PERKEMBANGAN teknologi informasi telah memengaruhi kegiatan jurnalistik secara signifikan.  Saat ini semua orang bisa menjadi wartawan melalui media sosial (medsos). Banyak yang menilai, perkembangan itu mengancam eksistensi perusahaan media, khususnya media cetak/koran. Bahkan Philip Meyer (2004) dalam bukunya “The Vanishing Newspaper”  pernah memprediksi bahwa koran akan mati tahun 2043.

Namun, Dosen Ilmu Komunikasi Fisip Universitas Muhammadiyah Malang (UMM), Sugeng Winarno berpendapat lain. Menurut dia, bila koran gulung tikar, kondisi ini super bahaya. Bagaimana tidak bahaya, karena media cetak selama ini menjadi sumber rujukan utama masyarakat. Kalau koran sampai mati, sesungguhnya tak hanya para awak media yang dirugikan, namun masyarakat juga bakal kehilangan haknya dalam mendapatkan informasi dari sumber tepercaya.

Andai koran menghilang, risiko berita palsu (hoax) dapat meningkat, karena koran melewati proses editorial dan pengawasan yang ketat. Kehadiran media cetak yang beragam membantu mendorong kebebasan pers dan pluralisme informasi. Kehilangan media cetak dapat mengurangi variasi perspektif dan memengaruhi kebebasan media.

Hal itu berpotensi membuat kualitas literasi dan referensi masyarakat menjadi rendah. Karena kualitas literasi dan referensi rendah, tentu bisa berdampak pada pengambilan keputusan pada masyarakat juga menjadi rendah. Sehingga dampak utamanya yaitu membuat kehidupan suatu masyarakat/bangsa menjadi rendah pula.

Optimisme Sugeng Winarno tersebut cukup beralasan dan membesarkan hati bagi pekerja pers mainstreem. Setidaknya dibuktikan oleh jajaran media cetak di bawah Jawa Pos Radar (JPR). Semua perusahaan tersebut dalam kondisi baik dan tidak merugi. Bahkan ada yang oplah korannya justru meningkat. Kondisi itu menunjukkan masyarakat mulai melirik koran lagi, bisa jadi akibat sering disuguhi berita-berita hoax dan berita-berita negatif dari buzzer di medsos.    

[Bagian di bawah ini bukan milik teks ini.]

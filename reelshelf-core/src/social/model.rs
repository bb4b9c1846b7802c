use chrono::{DateTime, Utc};
use serde::{Deserialize, Serialize};
use sqlx::FromRow;

use crate::catalog::MediaType;
use crate::users::PublicProfile;

pub const MAX_COMMENT_LEN: usize = 2000;
pub const MAX_BOOKMARK_TITLE_LEN: usize = 500;

#[derive(Debug, Clone, PartialEq, Eq, Serialize, Deserialize, FromRow)]
pub struct Bookmark {
    pub id: i64,
    pub user_id: i64,
    pub content_type: MediaType,
    pub content_id: String,
    pub title: String,
    pub poster_path: Option<String>,
    pub created_at: DateTime<Utc>,
}

#[derive(Debug, Clone, Serialize, Deserialize)]
pub struct NewBookmark {
    pub content_type: MediaType,
    pub content_id: String,
    pub title: String,
    #[serde(default)]
    pub poster_path: Option<String>,
}

/// A comment joined with its author's public fields.
#[derive(Debug, Clone, PartialEq, Eq, Serialize, Deserialize, FromRow)]
pub struct Comment {
    pub id: i64,
    pub user_id: i64,
    pub username: String,
    pub avatar_url: Option<String>,
    pub content_type: MediaType,
    pub content_id: String,
    pub text: String,
    pub created_at: DateTime<Utc>,
}

#[derive(Debug, Clone, Serialize, Deserialize)]
pub struct NewComment {
    pub content_type: MediaType,
    pub content_id: String,
    pub text: String,
}

#[derive(
    Debug,
    Clone,
    Copy,
    PartialEq,
    Eq,
    Serialize,
    Deserialize,
    sqlx::Type,
)]
#[serde(rename_all = "lowercase")]
#[sqlx(rename_all = "lowercase")]
pub enum FriendshipStatus {
    Pending,
    Accepted,
}

#[derive(Debug, Clone, PartialEq, Eq, Serialize, Deserialize, FromRow)]
pub struct Friendship {
    pub id: i64,
    pub requester_id: i64,
    pub addressee_id: i64,
    pub status: FriendshipStatus,
    pub created_at: DateTime<Utc>,
}

impl Friendship {
    pub fn involves(&self, user_id: i64) -> bool {
        self.requester_id == user_id || self.addressee_id == user_id
    }

    /// The other side of the relation, seen from `user_id`.
    pub fn other(&self, user_id: i64) -> i64 {
        if self.requester_id == user_id {
            self.addressee_id
        } else {
            self.requester_id
        }
    }
}

/// A friend or request listing entry: the other user plus the relation id
/// needed to accept or remove it.
#[derive(Debug, Clone, PartialEq, Eq, Serialize, Deserialize, FromRow)]
pub struct FriendEntry {
    pub relation_id: i64,
    #[sqlx(flatten)]
    #[serde(flatten)]
    pub user: PublicProfile,
    pub since: DateTime<Utc>,
}

/// Relation between the caller and another user.
#[derive(Debug, Clone, Copy, PartialEq, Eq, Serialize, Deserialize)]
#[serde(rename_all = "snake_case")]
pub enum RelationStatus {
    #[serde(rename = "self")]
    Myself,
    None,
    Friends,
    RequestSent,
    RequestReceived,
}

#[derive(Debug, Clone, PartialEq, Eq, Serialize, Deserialize)]
pub struct RelationView {
    pub status: RelationStatus,
    #[serde(skip_serializing_if = "Option::is_none")]
    pub relation_id: Option<i64>,
}

impl RelationView {
    pub fn between(viewer: i64, other: i64, row: Option<&Friendship>) -> Self {
        if viewer == other {
            return Self {
                status: RelationStatus::Myself,
                relation_id: None,
            };
        }

        let Some(row) = row else {
            return Self {
                status: RelationStatus::None,
                relation_id: None,
            };
        };

        let status = match row.status {
            FriendshipStatus::Accepted => RelationStatus::Friends,
            FriendshipStatus::Pending if row.requester_id == viewer => {
                RelationStatus::RequestSent
            }
            FriendshipStatus::Pending => RelationStatus::RequestReceived,
        };

        Self {
            status,
            relation_id: Some(row.id),
        }
    }
}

Meski begitu perusahaan media tidak boleh hanya optimistis saja. Tapi harus terus melakukan adaptasi dan inovasi. Karena adaptasi dan inovasi  diperlukan untuk memastikan media cetak tetap relevan dan berkelanjutan di era digital saat ini.

Begitu juga dengan Jawa Pos Radar Bojonegoro. Meski memiliki oplah koran terbesar di wilayah Bojonegoro, Lamongan, dan Blora. namun, tidak berhenti untuk terus melakukan adaptasi dan inovasi.

Seperti yang dilakukan kemarin (3/8), koran yang juga memberikan pelayanan secara digital itu melakukan penyegaran di jajaran pimpinannya. Waluyo Cahyono menjabat plt (pelaksana tugas) general manajer (GM) merangkap manajer keuangan, Mohammad Suaeb menjabat pemimpin redaksi (pemred) cetak dan digital, Korij Zaenal Asrori manajer pemasaran, Agus Prasetyo manajer even, dan M. Nukozim manajer iklan merangkap kepala biro Blora. Sedangkan manajer digital dan online tetap M. Nurcholis. 

Menurut filsuf Bernadin dan Russell, rotasi pegawai merupakan perpindahan pegawai dari pekerjaan atau jabatan yang satu ke yang lain untuk memperluas pengalaman. Semakin luas pengalaman para pimpinan Jawa Pos Radar Bojonegoro, diharapkan akan semakin matang dalam memimpin perusahaan menghadapi tantangan yang semakin kompleks saat ini. Khususnya dalam memberikan pelayanan terbaik baik mitra kerja dan pembaca Jawa Pos Radar Bojonegoro. Aamiin yra. (*)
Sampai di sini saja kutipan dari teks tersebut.